EXERCISE GOAL ▸ With the records as your source, report how many lines contain "NativePath". Add no other words.

PROVIDED RECORDS ▸
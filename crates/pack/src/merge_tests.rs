// SPDX-License-Identifier: BUSL-1.1
// Copyright (c) 2026 Alfred Jean LLC

//! Merger tests: rule binding, duplicate policy, root stripping.

use super::*;
use crate::read::ZipReader;
use crate::write::ZipWriter;

fn read_all(path: &Path) -> Vec<(String, Vec<u8>)> {
    let mut reader = ZipReader::open(path).unwrap();
    (0..reader.len())
        .map(|i| {
            let name = reader.entries()[i].name.clone();
            let data = reader.read_index(i).unwrap();
            (name, data)
        })
        .collect()
}

#[test]
fn inline_entries_are_written_first() {
    let dir = tempfile::tempdir().unwrap();
    let out = dir.path().join("out.zip");

    let spec = MergeSpec::new().inline("comexe/init.lua", "return 0").inline("b", "bee");
    let report = merge(&spec, &out, 6).unwrap();
    assert_eq!(report.written, 2);
    assert!(report.duplicates.is_empty());

    let entries = read_all(&out);
    assert_eq!(entries[0].0, "comexe/init.lua");
    assert_eq!(entries[1].1, b"bee");
}

#[test]
fn duplicate_keeps_first_write_and_is_reported() {
    let dir = tempfile::tempdir().unwrap();
    let src = dir.path().join("src");
    std::fs::create_dir_all(&src).unwrap();
    std::fs::write(src.join("x"), b"from-directory").unwrap();

    let out = dir.path().join("out.zip");
    let spec = MergeSpec::new()
        .inline("x", "from-inline")
        .source(SourceKind::Directory, &src)
        .rule(".*", RuleAction::Copy);

    let report = merge(&spec, &out, 0).unwrap();
    assert_eq!(report.duplicates, vec!["x".to_string()]);

    let entries = read_all(&out);
    assert_eq!(entries.len(), 1);
    assert_eq!(entries[0], ("x".to_string(), b"from-inline".to_vec()));
}

#[test]
fn directory_source_strips_the_root_component() {
    let dir = tempfile::tempdir().unwrap();
    let root = dir.path().join("DIR-1");
    std::fs::create_dir_all(root.join("DIR-2")).unwrap();
    std::fs::write(root.join("DIR-2/file.txt"), b"deep").unwrap();
    std::fs::write(root.join("top.txt"), b"top").unwrap();

    let out = dir.path().join("out.zip");
    let spec =
        MergeSpec::new().source(SourceKind::Directory, &root).rule(".*", RuleAction::Copy);
    merge(&spec, &out, 0).unwrap();

    let names: Vec<String> = read_all(&out).into_iter().map(|(n, _)| n).collect();
    assert_eq!(names, vec!["DIR-2/file.txt".to_string(), "top.txt".to_string()]);
}

#[test]
fn first_matching_rule_wins() {
    let dir = tempfile::tempdir().unwrap();
    let src = dir.path().join("src");
    std::fs::create_dir_all(&src).unwrap();
    std::fs::write(src.join("keep.lua"), b"k").unwrap();
    std::fs::write(src.join("drop.tmp"), b"d").unwrap();

    let out = dir.path().join("out.zip");
    let spec = MergeSpec::new()
        .source(SourceKind::Directory, &src)
        .rule(r"\.tmp$", RuleAction::Skip)
        .rule(".*", RuleAction::Copy);

    let report = merge(&spec, &out, 0).unwrap();
    assert_eq!(report.written, 1);
    assert_eq!(report.skipped, 1);

    let names: Vec<String> = read_all(&out).into_iter().map(|(n, _)| n).collect();
    assert_eq!(names, vec!["keep.lua".to_string()]);
}

#[test]
fn entry_without_a_matching_rule_raises() {
    let dir = tempfile::tempdir().unwrap();
    let src = dir.path().join("src");
    std::fs::create_dir_all(&src).unwrap();
    std::fs::write(src.join("orphan.bin"), b"?").unwrap();

    let out = dir.path().join("out.zip");
    let spec = MergeSpec::new()
        .source(SourceKind::Directory, &src)
        .rule(r"\.lua$", RuleAction::Copy);

    match merge(&spec, &out, 0) {
        Err(MergeError::NoRule { source_index: 0, entry }) => assert_eq!(entry, "orphan.bin"),
        other => panic!("expected NoRule, got {other:?}"),
    }
}

#[test]
fn zip_source_entries_are_copied() {
    let dir = tempfile::tempdir().unwrap();
    let input = dir.path().join("input.zip");
    let mut writer = ZipWriter::create(&input, 6).unwrap();
    writer.add("lib/a.lua", b"A").unwrap();
    writer.add("lib/b.lua", b"B").unwrap();
    writer.finish().unwrap();

    let out = dir.path().join("out.zip");
    let spec = MergeSpec::new().source(SourceKind::Zip, &input).rule(".*", RuleAction::Copy);
    let report = merge(&spec, &out, 6).unwrap();
    assert_eq!(report.written, 2);

    // Single-source merge is identity on (name, bytes) sets.
    assert_eq!(read_all(&out), read_all(&input));
}

#[test]
fn rules_are_scoped_to_their_source() {
    let dir = tempfile::tempdir().unwrap();
    let a = dir.path().join("a");
    let b = dir.path().join("b");
    std::fs::create_dir_all(&a).unwrap();
    std::fs::create_dir_all(&b).unwrap();
    std::fs::write(a.join("same.txt"), b"from-a").unwrap();
    std::fs::write(b.join("other.txt"), b"from-b").unwrap();

    let out = dir.path().join("out.zip");
    let spec = MergeSpec::new()
        .source(SourceKind::Directory, &a)
        .rule(".*", RuleAction::Skip)
        .source(SourceKind::Directory, &b)
        .rule(".*", RuleAction::Copy);

    let report = merge(&spec, &out, 0).unwrap();
    assert_eq!(report.written, 1);
    let names: Vec<String> = read_all(&out).into_iter().map(|(n, _)| n).collect();
    assert_eq!(names, vec!["other.txt".to_string()]);
}

#[test]
fn bad_pattern_is_a_configuration_error() {
    let dir = tempfile::tempdir().unwrap();
    let out = dir.path().join("out.zip");
    let spec = MergeSpec {
        inline: vec![],
        sources: vec![],
        rules: vec![Rule { source: 0, pattern: "(".into(), action: RuleAction::Copy }],
    };
    assert!(matches!(merge(&spec, &out, 0), Err(MergeError::BadPattern { .. })));
}

#[test]
fn spec_roundtrips_through_json() {
    let spec = MergeSpec::new()
        .inline("init", "x")
        .source(SourceKind::Zip, "/tmp/in.zip")
        .rule(".*", RuleAction::Copy);
    let json = serde_json::to_string(&spec).unwrap();
    let back: MergeSpec = serde_json::from_str(&json).unwrap();
    assert_eq!(back.sources.len(), 1);
    assert_eq!(back.rules[0].source, 0);
    assert_eq!(back.inline[0].0, "init");
}
// SPDX-License-Identifier: BUSL-1.1
// Copyright (c) 2026 Alfred Jean LLC

//! Module search chain configuration.
//!
//! A short string of single-letter codes names where `require` looks for
//! modules, in order. The default `"1RZ"` searches preloaded natives, then
//! the embedded ZIP runtime path, then the embedded ZIP root.

use thiserror::Error;

/// Longest accepted code string. The chain is a fixed-capacity
/// configuration value, not an open-ended list.
pub const SEARCH_CHAIN_MAX: usize = 8;

/// Default chain: preloads, embedded runtime path, embedded root.
pub const SEARCH_CHAIN_DEFAULT: &str = "1RZ";

/// Path prefix inside the archive for the `R` root.
pub const EMBEDDED_RUNTIME_PREFIX: &str = "comexe/usr/share/lua/5.5/";

/// One root in the module search order.
#[derive(Debug, Clone, Copy, PartialEq, Eq)]
pub enum SearchRoot {
    /// `1`: preloaded native modules.
    Preloaded,
    /// `R`: embedded ZIP runtime path.
    EmbeddedRuntime,
    /// `Z`: embedded ZIP root.
    EmbeddedRoot,
    /// `F`: host filesystem.
    HostFs,
    /// `4`: interpreter's native package path.
    NativePath,
}

impl SearchRoot {
    fn from_code(c: char) -> Option<Self> {
        match c {
            '1' => Some(SearchRoot::Preloaded),
            'R' => Some(SearchRoot::EmbeddedRuntime),
            'Z' => Some(SearchRoot::EmbeddedRoot),
            'F' => Some(SearchRoot::HostFs),
            '4' => Some(SearchRoot::NativePath),
            _ => None,
        }
    }
}

#[derive(Debug, Error, PartialEq, Eq)]
pub enum ConfigError {
    #[error("module search chain {0:?} exceeds {SEARCH_CHAIN_MAX} codes")]
    ChainTooLong(String),

    #[error("unknown module search code {code:?} in {chain:?}")]
    UnknownCode { chain: String, code: char },

    #[error("module search chain is empty")]
    EmptyChain,
}

/// Parsed, ordered module search chain.
#[derive(Debug, Clone, PartialEq, Eq)]
pub struct SearchChain {
    code: String,
    roots: Vec<SearchRoot>,
}

impl SearchChain {
    pub fn parse(code: &str) -> Result<Self, ConfigError> {
        if code.is_empty() {
            return Err(ConfigError::EmptyChain);
        }
        if code.len() > SEARCH_CHAIN_MAX {
            return Err(ConfigError::ChainTooLong(code.to_string()));
        }
        let mut roots = Vec::with_capacity(code.len());
        for c in code.chars() {
            match SearchRoot::from_code(c) {
                Some(root) => roots.push(root),
                None => {
                    return Err(ConfigError::UnknownCode { chain: code.to_string(), code: c })
                }
            }
        }
        Ok(SearchChain { code: code.to_string(), roots })
    }

    /// The chain from `COMEXE_SEARCH_CHAIN`, or the default.
    pub fn from_env() -> Result<Self, ConfigError> {
        match std::env::var("COMEXE_SEARCH_CHAIN") {
            Ok(code) => SearchChain::parse(&code),
            Err(_) => SearchChain::parse(SEARCH_CHAIN_DEFAULT),
        }
    }

    pub fn code(&self) -> &str {
        &self.code
    }

    /// Roots in search order.
    pub fn roots(&self) -> &[SearchRoot] {
        &self.roots
    }
}

impl Default for SearchChain {
    fn default() -> Self {
        // The default literal always parses.
        match SearchChain::parse(SEARCH_CHAIN_DEFAULT) {
            Ok(chain) => chain,
            Err(_) => unreachable!("default search chain is valid"),
        }
    }
}

#[cfg(test)]
#[path = "config_tests.rs"]
mod tests;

RESULT FOR THIS EXERCISE ▸ 2